### [TASK STATEMENT]
Could every entry be set down once more, exactly as given?

*** STORED DATA Section Begins ***

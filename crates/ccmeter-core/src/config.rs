//! Configuration for the usage monitor and its refresh triggers

use crate::error::CoreError;
use crate::retry::RetryPolicy;
use std::path::PathBuf;
use std::time::Duration;

/// Environment variable holding a comma-separated list of data roots
pub const CONFIG_DIR_ENV: &str = "CLAUDE_CONFIG_DIR";

/// Default session window (matches the service's rate-limit reset cadence)
pub const DEFAULT_WINDOW_HOURS: i64 = 5;

/// Configuration for the usage monitor
#[derive(Debug, Clone)]
pub struct MonitorConfig {
    /// Explicit data roots; when empty, roots are resolved from the
    /// environment and then from the default locations
    pub roots: Vec<PathBuf>,

    /// Session block window
    pub window: chrono::Duration,

    /// Retry policy for transient per-file read errors
    pub retry: RetryPolicy,
}

impl Default for MonitorConfig {
    fn default() -> Self {
        Self {
            roots: Vec::new(),
            window: chrono::Duration::hours(DEFAULT_WINDOW_HOURS),
            retry: RetryPolicy::default(),
        }
    }
}

impl MonitorConfig {
    pub fn with_roots(roots: Vec<PathBuf>) -> Self {
        Self {
            roots,
            ..Self::default()
        }
    }

    pub fn with_window_hours(mut self, hours: i64) -> Self {
        self.window = chrono::Duration::hours(hours);
        self
    }

    pub fn validate(&self) -> Result<(), CoreError> {
        if self.window <= chrono::Duration::zero() {
            return Err(CoreError::InvalidConfig {
                message: format!(
                    "session window must be positive, got {} minutes",
                    self.window.num_minutes()
                ),
            });
        }
        if self.retry.max_attempts == 0 {
            return Err(CoreError::InvalidConfig {
                message: "retry attempts must be at least 1".to_string(),
            });
        }
        Ok(())
    }
}

/// Configuration for the refresh trigger sources
#[derive(Debug, Clone)]
pub struct RefreshConfig {
    /// Quiet period after the last file event before a refresh fires
    pub debounce: Duration,

    /// Upper bound on how long a continuous burst can postpone a refresh
    pub max_debounce: Duration,

    /// Fallback refresh interval
    pub timer_interval: Duration,

    /// How often the wake detector samples the clocks
    pub wake_tick: Duration,

    /// Wall-clock jump beyond monotonic time that counts as a wake
    pub wake_threshold: Duration,

    /// How often the local date is checked for rollover
    pub day_check_interval: Duration,
}

impl Default for RefreshConfig {
    fn default() -> Self {
        Self {
            debounce: Duration::from_secs(2),
            max_debounce: Duration::from_secs(10),
            timer_interval: Duration::from_secs(60),
            wake_tick: Duration::from_secs(10),
            wake_threshold: Duration::from_secs(30),
            day_check_interval: Duration::from_secs(30),
        }
    }
}

impl RefreshConfig {
    pub fn with_timer_interval(mut self, interval: Duration) -> Self {
        self.timer_interval = interval;
        self
    }
}

#[cfg(test)]
mod tests {
    use super::*;

    #[test]
    fn test_default_window_is_five_hours() {
        let config = MonitorConfig::default();
        assert_eq!(config.window, chrono::Duration::hours(5));
        assert!(config.validate().is_ok());
    }

    #[test]
    fn test_rejects_non_positive_window() {
        let config = MonitorConfig::default().with_window_hours(0);
        assert!(matches!(
            config.validate(),
            Err(CoreError::InvalidConfig { .. })
        ));
    }

    #[test]
    fn test_rejects_zero_retry_attempts() {
        let mut config = MonitorConfig::default();
        config.retry.max_attempts = 0;
        assert!(config.validate().is_err());
    }
}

*** STORED DATA Section Ends ***

### [ANSWER TO THIS PROBLEM]
filename crates/ccmeter-core/src/config.rs
//! Configuration for the usage monitor and its refresh triggers

use crate::error::CoreError;
use crate::retry::RetryPolicy;
use std::path::PathBuf;
use std::time::Duration;

/// Environment variable holding a comma-separated list of data roots
pub const CONFIG_DIR_ENV: &str = "CLAUDE_CONFIG_DIR";

/// Default session window (matches the service's rate-limit reset cadence)
pub const DEFAULT_WINDOW_HOURS: i64 = 5;

/// Configuration for the usage monitor
#[derive(Debug, Clone)]
pub struct MonitorConfig {
    /// Explicit data roots; when empty, roots are resolved from the
    /// environment and then from the default locations
    pub roots: Vec<PathBuf>,

    /// Session block window
    pub window: chrono::Duration,

    /// Retry policy for transient per-file read errors
    pub retry: RetryPolicy,
}

impl Default for MonitorConfig {
    fn default() -> Self {
        Self {
            roots: Vec::new(),
            window: chrono::Duration::hours(DEFAULT_WINDOW_HOURS),
            retry: RetryPolicy::default(),
        }
    }
}

impl MonitorConfig {
    pub fn with_roots(roots: Vec<PathBuf>) -> Self {
        Self {
            roots,
            ..Self::default()
        }
    }

    pub fn with_window_hours(mut self, hours: i64) -> Self {
        self.window = chrono::Duration::hours(hours);
        self
    }

    pub fn validate(&self) -> Result<(), CoreError> {
        if self.window <= chrono::Duration::zero() {
            return Err(CoreError::InvalidConfig {
                message: format!(
                    "session window must be positive, got {} minutes",
                    self.window.num_minutes()
                ),
            });
        }
        if self.retry.max_attempts == 0 {
            return Err(CoreError::InvalidConfig {
                message: "retry attempts must be at least 1".to_string(),
            });
        }
        Ok(())
    }
}

/// Configuration for the refresh trigger sources
#[derive(Debug, Clone)]
pub struct RefreshConfig {
    /// Quiet period after the last file event before a refresh fires
    pub debounce: Duration,

    /// Upper bound on how long a continuous burst can postpone a refresh
    pub max_debounce: Duration,

    /// Fallback refresh interval
    pub timer_interval: Duration,

    /// How often the wake detector samples the clocks
    pub wake_tick: Duration,

    /// Wall-clock jump beyond monotonic time that counts as a wake
    pub wake_threshold: Duration,

    /// How often the local date is checked for rollover
    pub day_check_interval: Duration,
}

impl Default for RefreshConfig {
    fn default() -> Self {
        Self {
            debounce: Duration::from_secs(2),
            max_debounce: Duration::from_secs(10),
            timer_interval: Duration::from_secs(60),
            wake_tick: Duration::from_secs(10),
            wake_threshold: Duration::from_secs(30),
            day_check_interval: Duration::from_secs(30),
        }
    }
}

impl RefreshConfig {
    pub fn with_timer_interval(mut self, interval: Duration) -> Self {
        self.timer_interval = interval;
        self
    }
}

#[cfg(test)]
mod tests {
    use super::*;

    #[test]
    fn test_default_window_is_five_hours() {
        let config = MonitorConfig::default();
        assert_eq!(config.window, chrono::Duration::hours(5));
        assert!(config.validate().is_ok());
    }

    #[test]
    fn test_rejects_non_positive_window() {
        let config = MonitorConfig::default().with_window_hours(0);
        assert!(matches!(
            config.validate(),
            Err(CoreError::InvalidConfig { .. })
        ));
    }

    #[test]
    fn test_rejects_zero_retry_attempts() {
        let mut config = MonitorConfig::default();
        config.retry.max_attempts = 0;
        assert!(config.validate().is_err());
    }
}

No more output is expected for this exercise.